What is expected: From the entries, copy every line that carries the string "persistence".

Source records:

↓

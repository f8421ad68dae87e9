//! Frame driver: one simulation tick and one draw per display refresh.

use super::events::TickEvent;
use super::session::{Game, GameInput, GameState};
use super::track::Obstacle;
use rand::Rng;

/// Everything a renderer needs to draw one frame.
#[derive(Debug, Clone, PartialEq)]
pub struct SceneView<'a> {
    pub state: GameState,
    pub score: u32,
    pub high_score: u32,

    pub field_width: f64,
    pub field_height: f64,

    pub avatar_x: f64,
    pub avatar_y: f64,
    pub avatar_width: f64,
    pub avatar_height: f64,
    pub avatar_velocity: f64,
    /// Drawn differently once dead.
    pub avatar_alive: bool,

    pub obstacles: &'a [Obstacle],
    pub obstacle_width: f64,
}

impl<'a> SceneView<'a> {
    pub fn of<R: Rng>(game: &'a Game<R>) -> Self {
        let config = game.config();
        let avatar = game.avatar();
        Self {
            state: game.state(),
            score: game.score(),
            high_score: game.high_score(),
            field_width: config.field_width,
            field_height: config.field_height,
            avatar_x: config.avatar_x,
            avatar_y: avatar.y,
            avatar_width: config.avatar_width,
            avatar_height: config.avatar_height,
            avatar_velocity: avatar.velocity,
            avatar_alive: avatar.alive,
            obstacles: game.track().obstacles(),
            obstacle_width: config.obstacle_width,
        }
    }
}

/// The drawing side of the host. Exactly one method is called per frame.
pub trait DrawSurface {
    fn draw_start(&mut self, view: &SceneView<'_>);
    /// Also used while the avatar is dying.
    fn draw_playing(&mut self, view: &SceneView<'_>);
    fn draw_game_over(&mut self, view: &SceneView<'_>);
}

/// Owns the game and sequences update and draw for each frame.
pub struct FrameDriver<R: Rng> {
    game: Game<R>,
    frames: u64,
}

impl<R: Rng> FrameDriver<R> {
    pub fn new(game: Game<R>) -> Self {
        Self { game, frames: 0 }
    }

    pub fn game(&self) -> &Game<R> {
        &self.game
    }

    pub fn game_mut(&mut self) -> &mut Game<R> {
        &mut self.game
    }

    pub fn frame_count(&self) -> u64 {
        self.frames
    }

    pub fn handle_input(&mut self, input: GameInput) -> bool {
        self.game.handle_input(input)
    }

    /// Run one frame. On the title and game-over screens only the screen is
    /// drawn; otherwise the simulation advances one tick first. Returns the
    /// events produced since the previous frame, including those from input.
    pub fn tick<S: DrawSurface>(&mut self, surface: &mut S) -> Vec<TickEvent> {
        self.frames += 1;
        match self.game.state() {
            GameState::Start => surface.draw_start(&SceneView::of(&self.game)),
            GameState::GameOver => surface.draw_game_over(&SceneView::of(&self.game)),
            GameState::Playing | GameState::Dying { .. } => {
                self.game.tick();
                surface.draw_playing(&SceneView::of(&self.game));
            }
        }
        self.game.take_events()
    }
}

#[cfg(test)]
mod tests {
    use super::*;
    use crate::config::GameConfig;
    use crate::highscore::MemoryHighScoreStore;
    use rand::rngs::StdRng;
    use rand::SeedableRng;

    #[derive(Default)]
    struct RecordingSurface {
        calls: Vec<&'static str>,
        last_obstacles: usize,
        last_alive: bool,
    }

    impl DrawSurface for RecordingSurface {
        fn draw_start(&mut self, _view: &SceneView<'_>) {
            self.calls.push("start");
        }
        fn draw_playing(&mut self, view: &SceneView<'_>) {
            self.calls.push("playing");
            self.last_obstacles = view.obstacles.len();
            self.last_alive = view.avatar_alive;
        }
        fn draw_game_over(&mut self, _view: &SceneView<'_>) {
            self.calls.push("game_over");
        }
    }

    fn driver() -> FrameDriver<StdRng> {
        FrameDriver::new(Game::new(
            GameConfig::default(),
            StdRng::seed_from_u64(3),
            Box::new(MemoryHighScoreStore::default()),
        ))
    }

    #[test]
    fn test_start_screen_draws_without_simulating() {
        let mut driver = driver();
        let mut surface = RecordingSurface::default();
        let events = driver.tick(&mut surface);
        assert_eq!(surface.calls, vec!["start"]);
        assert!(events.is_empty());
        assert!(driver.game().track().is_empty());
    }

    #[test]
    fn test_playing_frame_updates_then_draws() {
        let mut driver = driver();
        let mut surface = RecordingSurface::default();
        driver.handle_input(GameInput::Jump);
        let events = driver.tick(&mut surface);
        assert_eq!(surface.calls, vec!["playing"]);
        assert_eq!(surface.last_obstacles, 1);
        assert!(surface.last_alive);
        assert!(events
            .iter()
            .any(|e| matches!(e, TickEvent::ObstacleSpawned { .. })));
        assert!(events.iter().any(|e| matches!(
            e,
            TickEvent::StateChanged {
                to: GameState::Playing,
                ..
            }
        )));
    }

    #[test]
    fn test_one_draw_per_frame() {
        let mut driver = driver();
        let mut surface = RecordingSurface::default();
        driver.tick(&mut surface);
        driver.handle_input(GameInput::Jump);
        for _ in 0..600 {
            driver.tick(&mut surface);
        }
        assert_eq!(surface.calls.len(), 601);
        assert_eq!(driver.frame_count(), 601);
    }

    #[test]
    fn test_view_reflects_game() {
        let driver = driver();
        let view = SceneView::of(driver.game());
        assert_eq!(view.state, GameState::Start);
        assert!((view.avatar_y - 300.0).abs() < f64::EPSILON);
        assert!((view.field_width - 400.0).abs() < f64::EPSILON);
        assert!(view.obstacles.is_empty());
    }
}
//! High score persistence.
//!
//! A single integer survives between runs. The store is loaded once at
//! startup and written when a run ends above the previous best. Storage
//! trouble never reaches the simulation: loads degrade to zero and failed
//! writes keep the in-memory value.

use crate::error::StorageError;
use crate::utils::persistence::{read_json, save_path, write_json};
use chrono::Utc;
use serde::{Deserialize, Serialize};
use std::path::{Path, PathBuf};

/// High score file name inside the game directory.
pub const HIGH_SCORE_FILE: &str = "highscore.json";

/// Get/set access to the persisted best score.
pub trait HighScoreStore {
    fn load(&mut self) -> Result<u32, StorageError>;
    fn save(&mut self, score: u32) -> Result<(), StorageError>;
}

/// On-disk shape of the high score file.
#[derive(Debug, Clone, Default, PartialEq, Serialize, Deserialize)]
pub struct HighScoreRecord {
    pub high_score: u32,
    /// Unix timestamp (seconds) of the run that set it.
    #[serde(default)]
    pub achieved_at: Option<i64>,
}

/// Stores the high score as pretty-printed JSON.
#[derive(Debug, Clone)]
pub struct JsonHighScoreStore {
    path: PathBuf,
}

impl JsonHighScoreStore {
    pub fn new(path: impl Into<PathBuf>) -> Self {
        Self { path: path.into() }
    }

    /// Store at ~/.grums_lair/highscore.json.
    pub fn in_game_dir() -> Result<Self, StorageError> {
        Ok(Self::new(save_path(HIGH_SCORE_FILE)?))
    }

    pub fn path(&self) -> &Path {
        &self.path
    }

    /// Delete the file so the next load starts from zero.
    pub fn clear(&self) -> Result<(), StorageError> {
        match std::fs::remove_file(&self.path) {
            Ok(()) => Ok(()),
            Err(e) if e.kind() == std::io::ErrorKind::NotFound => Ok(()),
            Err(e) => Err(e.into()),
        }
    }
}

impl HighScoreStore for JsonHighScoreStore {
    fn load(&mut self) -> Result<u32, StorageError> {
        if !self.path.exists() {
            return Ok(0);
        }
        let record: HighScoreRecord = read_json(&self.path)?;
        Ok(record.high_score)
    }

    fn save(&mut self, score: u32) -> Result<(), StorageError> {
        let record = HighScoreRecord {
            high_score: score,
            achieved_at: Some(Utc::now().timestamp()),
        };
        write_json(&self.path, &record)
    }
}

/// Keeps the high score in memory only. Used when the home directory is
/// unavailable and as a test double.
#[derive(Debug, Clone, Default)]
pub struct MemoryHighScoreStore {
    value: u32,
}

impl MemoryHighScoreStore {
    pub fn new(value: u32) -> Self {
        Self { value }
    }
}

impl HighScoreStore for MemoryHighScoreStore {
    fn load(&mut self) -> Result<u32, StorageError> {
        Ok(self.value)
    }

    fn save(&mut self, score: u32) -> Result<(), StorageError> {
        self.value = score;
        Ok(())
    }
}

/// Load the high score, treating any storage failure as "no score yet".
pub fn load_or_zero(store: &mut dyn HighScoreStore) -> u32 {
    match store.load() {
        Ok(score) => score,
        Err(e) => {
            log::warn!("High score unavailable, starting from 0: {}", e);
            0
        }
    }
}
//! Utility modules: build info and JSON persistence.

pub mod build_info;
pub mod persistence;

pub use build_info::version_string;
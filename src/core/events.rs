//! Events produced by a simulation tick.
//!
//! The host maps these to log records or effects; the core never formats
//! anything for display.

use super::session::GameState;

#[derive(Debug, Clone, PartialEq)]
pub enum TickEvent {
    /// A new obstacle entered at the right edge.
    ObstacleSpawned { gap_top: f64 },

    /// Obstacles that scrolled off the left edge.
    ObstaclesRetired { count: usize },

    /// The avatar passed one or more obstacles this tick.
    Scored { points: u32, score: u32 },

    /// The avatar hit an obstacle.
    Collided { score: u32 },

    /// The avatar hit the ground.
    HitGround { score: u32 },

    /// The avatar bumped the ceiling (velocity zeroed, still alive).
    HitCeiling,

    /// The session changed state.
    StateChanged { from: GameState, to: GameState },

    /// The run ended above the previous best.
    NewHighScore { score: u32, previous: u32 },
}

↑

Expected output:
//! High score persistence.
use crate::utils::persistence::{read_json, save_path, write_json};
//! Utility modules: build info and JSON persistence.
pub mod persistence;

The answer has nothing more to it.